INDIGENOUS names for some of Newcastle’s most recognised icons will take priode of place in new signage as part of a trial in the city.
Smart City technology will bring the language of the Worimi and Awabakal peoples to the forefront, with signs listing the traditional names for landmarks including the harbour, Nobbys headland and Shepherds Hill.
The signs, which also feature the traditional stories of each place, will also use a sensor to recognise when people walk past, triggering the sign to play a recording pronouncing the traditional name.
The council is also working in a partnership to develop a virtual reality package depicting Newcastle’s landscape prior to European settlement.
"It is fantastic that the use of technology can actually bring us closer to Aboriginal heritage, and help us to preserve and educate about Indigenous heritage and language," lord mayor Nuatali Nelmes said.
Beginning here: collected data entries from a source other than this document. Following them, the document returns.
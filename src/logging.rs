//! Structured logging setup.
//!
//! The connector logs with `tracing`, emitted as JSON so it can be shipped
//! alongside the host framework's own logs without a translation step.
//! Verbosity is controlled the usual way, via `RUST_LOG`.

use tracing_subscriber::{EnvFilter, FmtSubscriber};

// ==== Logging field-name constants ====
pub const COMPONENT_KEY: &str = "component";
pub const BLOCK_HEIGHT_KEY: &str = "block_height";
pub const REQUEST_NAME_KEY: &str = "request_name";
pub const ATTEMPT_KEY: &str = "attempt";

/// Installs the global `tracing` subscriber. Call once, from the binary entrypoint.
pub fn init() {
    let filter = EnvFilter::try_from_default_env().unwrap_or_else(|_| EnvFilter::new("info"));
    let subscriber = FmtSubscriber::builder().with_env_filter(filter).json().finish();
    if tracing::subscriber::set_global_default(subscriber).is_err() {
        tracing::debug!("global tracing subscriber already set");
    }
}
"The interactive signage and the VR package are exciting examples of how smart city tools and technology can be applied to very specific uses. I'm very proud of this effort to honour and preserve Aboriginal culture in our region."
The full virtual reality package will be released during NAIDOC Week.
Names on the signs include Whibayganba (Nobbys head), Tahibihn (Flagstaff Hill), Khanterin (Shepherds Hill), Yohaaba (Port Hunter), Burrabihngarn (Pirate Point), Coquun (Hunter River south channel), Toohrnbing (Ironbark Creek”, and Burraghihnbihng (Hexham swamp).
In 2013 Newcastle City Council unanimously backed a push for dual naming of the city’s landmarks as a “reconciliation initiative”.